Divide using synthetic division $$ ( x^{3}-9x+33 ) \div ( x+4 ) $$
Answer
The synthetic division table is:
$$ \begin{array}{c|rrrr}-4&1&0&-9&33\\& & -4& 16& \color{black}{-28} \\ \hline &\color{blue}{1}&\color{blue}{-4}&\color{blue}{7}&\color{orangered}{5} \end{array} $$The solution is:
$$ \frac{ x^{3}-9x+33 }{ x+4 } = \color{blue}{x^{2}-4x+7} ~+~ \frac{ \color{red}{ 5 } }{ x+4 } $$Explanation
Step 1 : Write down the coefficients of the dividend into division table. Put the zero from $ x + 4 = 0 $ ( $ x = \color{blue}{ -4 } $ ) at the left.
$$ \begin{array}{c|rrrr}\color{blue}{-4}&1&0&-9&33\\& & & & \\ \hline &&&& \end{array} $$Step 1 : Bring down the leading coefficient to the bottom row.
$$ \begin{array}{c|rrrr}-4&\color{orangered}{ 1 }&0&-9&33\\& & & & \\ \hline &\color{orangered}{1}&&& \end{array} $$Step 2 : Multiply by the number on the left, and carry the result into the next column: $ \color{blue}{ -4 } \cdot \color{blue}{ 1 } = \color{blue}{ -4 } $.
$$ \begin{array}{c|rrrr}\color{blue}{-4}&1&0&-9&33\\& & \color{blue}{-4} & & \\ \hline &\color{blue}{1}&&& \end{array} $$Step 3 : Add down last column: $ \color{orangered}{ 0 } + \color{orangered}{ \left( -4 \right) } = \color{orangered}{ -4 } $
$$ \begin{array}{c|rrrr}-4&1&\color{orangered}{ 0 }&-9&33\\& & \color{orangered}{-4} & & \\ \hline &1&\color{orangered}{-4}&& \end{array} $$Step 4 : Multiply by the number on the left, and carry the result into the next column: $ \color{blue}{ -4 } \cdot \color{blue}{ \left( -4 \right) } = \color{blue}{ 16 } $.

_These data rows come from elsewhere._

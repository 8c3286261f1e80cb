// Copyright 2025 eraflo
//
// Licensed under the Apache License, Version 2.0 (the "License");
// you may not use this file except in compliance with the License.
// You may obtain a copy of the License at
//
//     http://www.apache.org/licenses/LICENSE-2.0
//
// Unless required by applicable law or agreed to in writing, software
// distributed under the License is distributed on an "AS IS" BASIS,
// WITHOUT WARRANTIES OR CONDITIONS OF ANY KIND, either express or implied.
// See the License for the specific language governing permissions and
// limitations under the License.

//! # Prism Core
//!
//! Backend-agnostic contracts for the Prism render hardware interface: the value
//! types describing pipeline state, the device and scheduler traits a backend
//! implements, and the recording logic built on top of them (shader units,
//! the pipeline cache and the command list state machine).

#![warn(missing_docs)]

pub mod renderer;
pub mod utils;

#[cfg(test)]
pub(crate) mod test_support;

$$ \begin{array}{c|rrrr}\color{blue}{-4}&1&0&-9&33\\& & -4& \color{blue}{16} & \\ \hline &1&\color{blue}{-4}&& \end{array} $$Step 5 : Add down last column: $ \color{orangered}{ -9 } + \color{orangered}{ 16 } = \color{orangered}{ 7 } $
$$ \begin{array}{c|rrrr}-4&1&0&\color{orangered}{ -9 }&33\\& & -4& \color{orangered}{16} & \\ \hline &1&-4&\color{orangered}{7}& \end{array} $$Step 6 : Multiply by the number on the left, and carry the result into the next column: $ \color{blue}{ -4 } \cdot \color{blue}{ 7 } = \color{blue}{ -28 } $.
$$ \begin{array}{c|rrrr}\color{blue}{-4}&1&0&-9&33\\& & -4& 16& \color{blue}{-28} \\ \hline &1&-4&\color{blue}{7}& \end{array} $$Step 7 : Add down last column: $ \color{orangered}{ 33 } + \color{orangered}{ \left( -28 \right) } = \color{orangered}{ 5 } $
$$ \begin{array}{c|rrrr}-4&1&0&-9&\color{orangered}{ 33 }\\& & -4& 16& \color{orangered}{-28} \\ \hline &\color{blue}{1}&\color{blue}{-4}&\color{blue}{7}&\color{orangered}{5} \end{array} $$Bottom line represents the quotient $ \color{blue}{ x^{2}-4x+7 } $ with a remainder of $ \color{red}{ 5 } $.